> _TASK DETAILS_:
Every entry has to be restated word for word.

> _Collected data_:
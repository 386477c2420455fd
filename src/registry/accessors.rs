//! Named accessors for the six built-in kinds.
//!
//! `add_template`, `load_template`, `list_templates` and friends are thin
//! wrappers over [`Registry::add`], [`Registry::load`] and
//! [`Registry::list`], generated uniformly for every built-in kind.

use crate::registry::kind::Kind;
use crate::registry::loader::Loader;
use crate::registry::resolver::Registry;
use crate::registry::resource::{Entry, Resource};
use std::sync::Arc;

macro_rules! kind_accessors {
    ($($kind:ident => $add:ident, $add_all:ident, $load:ident, $list:ident;)*) => {
        impl Registry {
            $(
                #[doc = concat!("Register one `", stringify!($kind), "` resource under `name`.")]
                pub fn $add(
                    &mut self,
                    name: impl Into<String>,
                    value: impl Into<Resource>,
                ) -> Arc<Loader> {
                    self.add(&Kind::$kind, name, value)
                }

                #[doc = concat!("Register several `", stringify!($kind), "` resources as one loader.")]
                pub fn $add_all<N, I>(&mut self, entries: I) -> Arc<Loader>
                where
                    N: Into<String>,
                    I: IntoIterator<Item = (N, Resource)>,
                {
                    self.add_all(&Kind::$kind, entries)
                }

                #[doc = concat!("First `", stringify!($kind), "` named `name` in chain order.")]
                pub fn $load(&self, name: &str) -> Option<Resource> {
                    self.load(&Kind::$kind, name)
                }

                #[doc = concat!("Every listed `", stringify!($kind), "` in chain order.")]
                pub fn $list(&self) -> Vec<Entry> {
                    self.list(&Kind::$kind)
                }
            )*
        }
    };
}

kind_accessors! {
    TEMPLATE => add_template, add_templates, load_template, list_templates;
    TYPE => add_type, add_types, load_type, list_types;
    SCHEMA => add_schema, add_schemas, load_schema, list_schemas;
    VALIDATOR => add_validator, add_validators, load_validator, list_validators;
    PROCESSOR => add_processor, add_processors, load_processor, list_processors;
    OPERATOR => add_operator, add_operators, load_operator, list_operators;
}

#[cfg(test)]
mod tests {
    use super::*;
    use serde_json::json;

    #[test]
    fn every_builtin_kind_round_trips() {
        let mut registry = Registry::new();
        let value = json!({"marker": true});

        registry.add_template("Template", value.clone());
        registry.add_type("Type", value.clone());
        registry.add_schema("Schema", value.clone());
        registry.add_validator("Validator", value.clone());
        registry.add_processor("Processor", value.clone());
        registry.add_operator("Operator", value.clone());

        let expected = Some(Resource::from(value));
        assert_eq!(registry.load_template("Template"), expected);
        assert_eq!(registry.load_type("Type"), expected);
        assert_eq!(registry.load_schema("Schema"), expected);
        assert_eq!(registry.load_validator("Validator"), expected);
        assert_eq!(registry.load_processor("Processor"), expected);
        assert_eq!(registry.load_operator("Operator"), expected);

        assert_eq!(registry.list_templates()[0].name, "Template");
        assert_eq!(registry.list_types()[0].name, "Type");
        assert_eq!(registry.list_schemas()[0].name, "Schema");
        assert_eq!(registry.list_validators()[0].name, "Validator");
        assert_eq!(registry.list_processors()[0].name, "Processor");
        assert_eq!(registry.list_operators()[0].name, "Operator");
    }

    #[test]
    fn kinds_do_not_leak_into_each_other() {
        let mut registry = Registry::new();
        registry.add_template("shared", "template");

        assert_eq!(registry.load_type("shared"), None);
        assert!(registry.list_types().is_empty());
    }

    #[test]
    fn mapping_form_registers_one_loader() {
        let mut registry = Registry::new();
        let loader = registry.add_operators([
            ("eq", Resource::from("==")),
            ("ne", Resource::from("!=")),
        ]);

        assert_eq!(registry.loaders().len(), 1);
        assert!(Arc::ptr_eq(&registry.loaders()[0], &loader));
        let names: Vec<String> = registry.list_operators().into_iter().map(|e| e.name).collect();
        assert_eq!(names, vec!["eq", "ne"]);
    }

    #[test]
    fn added_loader_can_be_removed() {
        let mut registry = Registry::new();
        registry.add_processor("trim", "trim");
        let upper = registry.add_processor("upper", "upper");

        registry.remove_loader(&upper);
        assert_eq!(registry.load_processor("upper"), None);
        assert_eq!(registry.load_processor("trim"), Some(Resource::from("trim")));
    }
}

> _RESULT FOR THIS TASK_:
repository 386477c2420455fd
filename src/registry/accessors.rs
//! Named accessors for the six built-in kinds.
//!
//! `add_template`, `load_template`, `list_templates` and friends are thin
//! wrappers over [`Registry::add`], [`Registry::load`] and
//! [`Registry::list`], generated uniformly for every built-in kind.

use crate::registry::kind::Kind;
use crate::registry::loader::Loader;
use crate::registry::resolver::Registry;
use crate::registry::resource::{Entry, Resource};
use std::sync::Arc;

macro_rules! kind_accessors {
    ($($kind:ident => $add:ident, $add_all:ident, $load:ident, $list:ident;)*) => {
        impl Registry {
            $(
                #[doc = concat!("Register one `", stringify!($kind), "` resource under `name`.")]
                pub fn $add(
                    &mut self,
                    name: impl Into<String>,
                    value: impl Into<Resource>,
                ) -> Arc<Loader> {
                    self.add(&Kind::$kind, name, value)
                }

                #[doc = concat!("Register several `", stringify!($kind), "` resources as one loader.")]
                pub fn $add_all<N, I>(&mut self, entries: I) -> Arc<Loader>
                where
                    N: Into<String>,
                    I: IntoIterator<Item = (N, Resource)>,
                {
                    self.add_all(&Kind::$kind, entries)
                }

                #[doc = concat!("First `", stringify!($kind), "` named `name` in chain order.")]
                pub fn $load(&self, name: &str) -> Option<Resource> {
                    self.load(&Kind::$kind, name)
                }

                #[doc = concat!("Every listed `", stringify!($kind), "` in chain order.")]
                pub fn $list(&self) -> Vec<Entry> {
                    self.list(&Kind::$kind)
                }
            )*
        }
    };
}

kind_accessors! {
    TEMPLATE => add_template, add_templates, load_template, list_templates;
    TYPE => add_type, add_types, load_type, list_types;
    SCHEMA => add_schema, add_schemas, load_schema, list_schemas;
    VALIDATOR => add_validator, add_validators, load_validator, list_validators;
    PROCESSOR => add_processor, add_processors, load_processor, list_processors;
    OPERATOR => add_operator, add_operators, load_operator, list_operators;
}

#[cfg(test)]
mod tests {
    use super::*;
    use serde_json::json;

    #[test]
    fn every_builtin_kind_round_trips() {
        let mut registry = Registry::new();
        let value = json!({"marker": true});

        registry.add_template("Template", value.clone());
        registry.add_type("Type", value.clone());
        registry.add_schema("Schema", value.clone());
        registry.add_validator("Validator", value.clone());
        registry.add_processor("Processor", value.clone());
        registry.add_operator("Operator", value.clone());

        let expected = Some(Resource::from(value));
        assert_eq!(registry.load_template("Template"), expected);
        assert_eq!(registry.load_type("Type"), expected);
        assert_eq!(registry.load_schema("Schema"), expected);
        assert_eq!(registry.load_validator("Validator"), expected);
        assert_eq!(registry.load_processor("Processor"), expected);
        assert_eq!(registry.load_operator("Operator"), expected);

        assert_eq!(registry.list_templates()[0].name, "Template");
        assert_eq!(registry.list_types()[0].name, "Type");
        assert_eq!(registry.list_schemas()[0].name, "Schema");
        assert_eq!(registry.list_validators()[0].name, "Validator");
        assert_eq!(registry.list_processors()[0].name, "Processor");
        assert_eq!(registry.list_operators()[0].name, "Operator");
    }

    #[test]
    fn kinds_do_not_leak_into_each_other() {
        let mut registry = Registry::new();
        registry.add_template("shared", "template");

        assert_eq!(registry.load_type("shared"), None);
        assert!(registry.list_types().is_empty());
    }

    #[test]
    fn mapping_form_registers_one_loader() {
        let mut registry = Registry::new();
        let loader = registry.add_operators([
            ("eq", Resource::from("==")),
            ("ne", Resource::from("!=")),
        ]);

        assert_eq!(registry.loaders().len(), 1);
        assert!(Arc::ptr_eq(&registry.loaders()[0], &loader));
        let names: Vec<String> = registry.list_operators().into_iter().map(|e| e.name).collect();
        assert_eq!(names, vec!["eq", "ne"]);
    }

    #[test]
    fn added_loader_can_be_removed() {
        let mut registry = Registry::new();
        registry.add_processor("trim", "trim");
        let upper = registry.add_processor("upper", "upper");

        registry.remove_loader(&upper);
        assert_eq!(registry.load_processor("upper"), None);
        assert_eq!(registry.load_processor("trim"), Some(Resource::from("trim")));
    }
}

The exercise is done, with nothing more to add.